This tutorial is the first in a series of Python processor basics. You will use an existing flow that periodically creates a FlowFile whose content is a large JSON object. You will perform some transformations on the JSON to make it more useful in later tutorials.

This tutorial is part of the final goal of creating a full ETL pipeline that loads the data to a database by the end of the series.

Learning objectives

Once you've completed this tutorial, you will be able to:

Write a Python class that extends FlowFileTransform.
Properly leverage the ProcessorDetails class.
Instantiate a FlowFileTransformResults object and route it to the success relationship.
Package the processor code into a custom NAR file.
Deploy the NAR file into a Datavolo runtime.
Leverage the custom processor in a simple dataflow.

Prerequisites

Basic Python development experience.
Access to a Datavolo Cloud Runtime. See Datavolo Cloud: Getting started.
Basic familiarization of building dataflows with Datavolo. See Build a simple NiFi flow.

Tutorial video

As an option, you can watch a video version of this tutorial.

Review the use case

For this tutorial, you will leverage an existing, but partial, dataflow that uses OpenSky's All State Vectors API call to populate the content of a FlowFlow. The content that is returned represents a list of thousands of flights that are airborne at any given moment.

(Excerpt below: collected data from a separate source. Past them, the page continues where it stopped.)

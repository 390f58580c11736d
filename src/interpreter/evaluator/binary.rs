use crate::{error::RuntimeError, interpreter::value::Value};

/// Represents a binary operator with an evaluation rule.
///
/// The `%` and `?` characters are lexed as operator tokens but map to no
/// variant here; expressions stop in front of them.
#[derive(Debug, Copy, Clone, PartialEq, Eq)]
pub enum BinaryOperator {
    /// Addition or string concatenation (`+`)
    Add,
    /// Subtraction (`-`)
    Sub,
    /// Multiplication (`*`)
    Mul,
    /// Division (`/`)
    Div,
}

impl BinaryOperator {
    /// Maps an operator token's text to its evaluation rule, if one exists.
    ///
    /// # Example
    /// ```
    /// use imperia::interpreter::evaluator::binary::BinaryOperator;
    ///
    /// assert_eq!(BinaryOperator::from_symbol("+"), Some(BinaryOperator::Add));
    /// assert_eq!(BinaryOperator::from_symbol("%"), None);
    /// ```
    #[must_use]
    pub fn from_symbol(symbol: &str) -> Option<Self> {
        match symbol {
            "+" => Some(Self::Add),
            "-" => Some(Self::Sub),
            "*" => Some(Self::Mul),
            "/" => Some(Self::Div),
            _ => None,
        }
    }

    /// `true` for the expression-level operators `+` and `-`.
    #[must_use]
    pub const fn is_additive(self) -> bool {
        matches!(self, Self::Add | Self::Sub)
    }

    /// `true` for the term-level operators `*` and `/`.
    #[must_use]
    pub const fn is_multiplicative(self) -> bool {
        matches!(self, Self::Mul | Self::Div)
    }
}

impl std::fmt::Display for BinaryOperator {
    fn fmt(&self, f: &mut std::fmt::Formatter<'_>) -> std::fmt::Result {
        let operator = match self {
            Self::Add => "+",
            Self::Sub => "-",
            Self::Mul => "*",
            Self::Div => "/",
        };
        write!(f, "{operator}")
    }
}

/// Applies a binary operator to two fully evaluated operands.
///
/// Semantics:
/// - `+` concatenates when either operand is a string (the other operand is
///   rendered in its natural textual form); otherwise it adds numerically.
/// - `-` and `*` require numeric operands.
/// - `/` requires numeric operands and always produces a real (true
///   division). Division by zero — integer or real — is an error; that is the
///   one documented zero-division policy for the whole interpreter.
/// - Integer `+`, `-` and `*` are checked and report overflow instead of
///   wrapping. Mixed integer/real operands promote the integer side.
///
/// # Parameters
/// - `op`: The operator to apply.
/// - `left`: Left operand.
/// - `right`: Right operand.
/// - `line`: Source line for error reporting.
///
/// # Returns
/// The computed value.
///
/// # Errors
/// `TypeError`, `DivisionByZero`, `Overflow`, or `LiteralTooLarge` as
/// described above.
///
/// # Example
/// ```
/// use imperia::interpreter::{
///     evaluator::binary::{BinaryOperator, apply_binary},
///     value::Value,
/// };
///
/// let v = apply_binary(BinaryOperator::Add, &Value::Str("a".into()), &Value::Integer(1), 1);
/// assert_eq!(v.unwrap(), Value::Str("a1".into()));
/// ```
pub fn apply_binary(op: BinaryOperator,
                    left: &Value,
                    right: &Value,
                    line: usize)
                    -> Result<Value, RuntimeError> {
    match op {
        BinaryOperator::Add => apply_add(left, right, line),
        BinaryOperator::Sub => {
            require_numeric(op, left, right, line)?;
            match (left, right) {
                (Value::Integer(a), Value::Integer(b)) => a.checked_sub(*b)
                                                           .map(Value::Integer)
                                                           .ok_or(RuntimeError::Overflow { line }),
                _ => Ok(Value::Real(left.as_real(line)? - right.as_real(line)?)),
            }
        },
        BinaryOperator::Mul => {
            require_numeric(op, left, right, line)?;
            match (left, right) {
                (Value::Integer(a), Value::Integer(b)) => a.checked_mul(*b)
                                                           .map(Value::Integer)
                                                           .ok_or(RuntimeError::Overflow { line }),
                _ => Ok(Value::Real(left.as_real(line)? * right.as_real(line)?)),
            }
        },
        BinaryOperator::Div => apply_div(left, right, line),
    }
}

/// `+` is the one operator with a string rule: a string on either side turns
/// the operation into concatenation of both operands' textual forms.
fn apply_add(left: &Value, right: &Value, line: usize) -> Result<Value, RuntimeError> {
    if matches!(left, Value::Str(_)) || matches!(right, Value::Str(_)) {
        return Ok(Value::Str(format!("{left}{right}")));
    }

    match (left, right) {
        (Value::Integer(a), Value::Integer(b)) => a.checked_add(*b)
                                                   .map(Value::Integer)
                                                   .ok_or(RuntimeError::Overflow { line }),
        _ => Ok(Value::Real(left.as_real(line)? + right.as_real(line)?)),
    }
}

/// Division always produces a real. A zero divisor of either numeric type
/// fails before the operands are promoted.
fn apply_div(left: &Value, right: &Value, line: usize) -> Result<Value, RuntimeError> {
    require_numeric(BinaryOperator::Div, left, right, line)?;

    let divides_by_zero = match right {
        Value::Integer(n) => *n == 0,
        Value::Real(r) => *r == 0.0,
        Value::Str(_) => false,
    };
    if divides_by_zero {
        return Err(RuntimeError::DivisionByZero { line });
    }

    Ok(Value::Real(left.as_real(line)? / right.as_real(line)?))
}

fn require_numeric(op: BinaryOperator,
                   left: &Value,
                   right: &Value,
                   line: usize)
                   -> Result<(), RuntimeError> {
    if left.is_numeric() && right.is_numeric() {
        Ok(())
    } else {
        Err(RuntimeError::TypeError { details:
                                          format!("Operator '{op}' requires numeric operands, found {} and {}",
                                                  left.type_name(),
                                                  right.type_name()),
                                      line })
    }
}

This Opensky API responds with an object that contains a single states array. That array is simply of list of lists. The items in the inner list are values associated with a specific airborne flight. To unlock the features of all the powerful record processors in NiFi, this received structure needs to be flattened to a stream of flight record objects. This transform is a great example of where small bits of custom code can quickly be deployed to solve a problem.

Before and after sample data is presented below.

Input example

In addition to the list of lists problem described, the content has the following formatting issues.

It is on one continuous line without any line breaks. It is shown below as multiple lines for readability.
Many of the values in the JSON are represented as a list of values without any property names.

{
    "time": 1727352646,
    "states":
    [
        [
            "ac96b8",
            "AAL2728 ",
            "United States",
            1727352646,
            1727352646,
            -88.2722,
            38.2925,
            9395.46,
            false,
            242.99,
            240.72,
            7.48,
            null,
            9608.82,
            "1127",
            false,
            0
        ],
        [
            "0ac9c3",
            "AVA049  ",
            "Colombia",
            1727352643,
            1727352643,
            -74.5062,
            4.263,
            6019.8,
            false,
            214.39,
            211.06,
            8.45,
            null,
            6408.42,
            null,
            false,
            0
        ]
    ]
}

As defined in the API, each array within the states array includes values such as callsign (often a commercial flight number), the origin_country, and the last reported longitude & latitude location details.

Output example

In addition to using multiple lines in the output, consult the OpenSky API documentation to convert the arrays within the states array from simple lists of values into a JSON object with property names.

[
    {
        "icao24": "ac96b8",
        "callsign": "AAL2728",
        "origin_country": "United States",
        "time_position": 1727352646,
        "last_contact": 1727352646,
        "longitude": -88.2722,
        "latitude": 38.2925,
        "on_ground": false,
        "reporting_time": 1727352646
    },
    {
        "icao24": "0ac9c3",
        "callsign": "AVA049",
        "origin_country": "Colombia",
        "time_position": 1727352643,
        "last_contact": 1727352643,
        "longitude": -74.5062,
        "latitude": 4.263,
        "on_ground": false,
        "reporting_time": 1727352646
    }
]

Initialize the canvas

Access a Runtime

Log into Datavolo Cloud and access (create if necessary) a Runtime. Alternatively, leverage a Datavolo Server Runtime that you have access to.

Import the template

Download the Tutorial__Python_transform_processor.json flow definition file and then import it onto the top-level NiFi Flow canvas.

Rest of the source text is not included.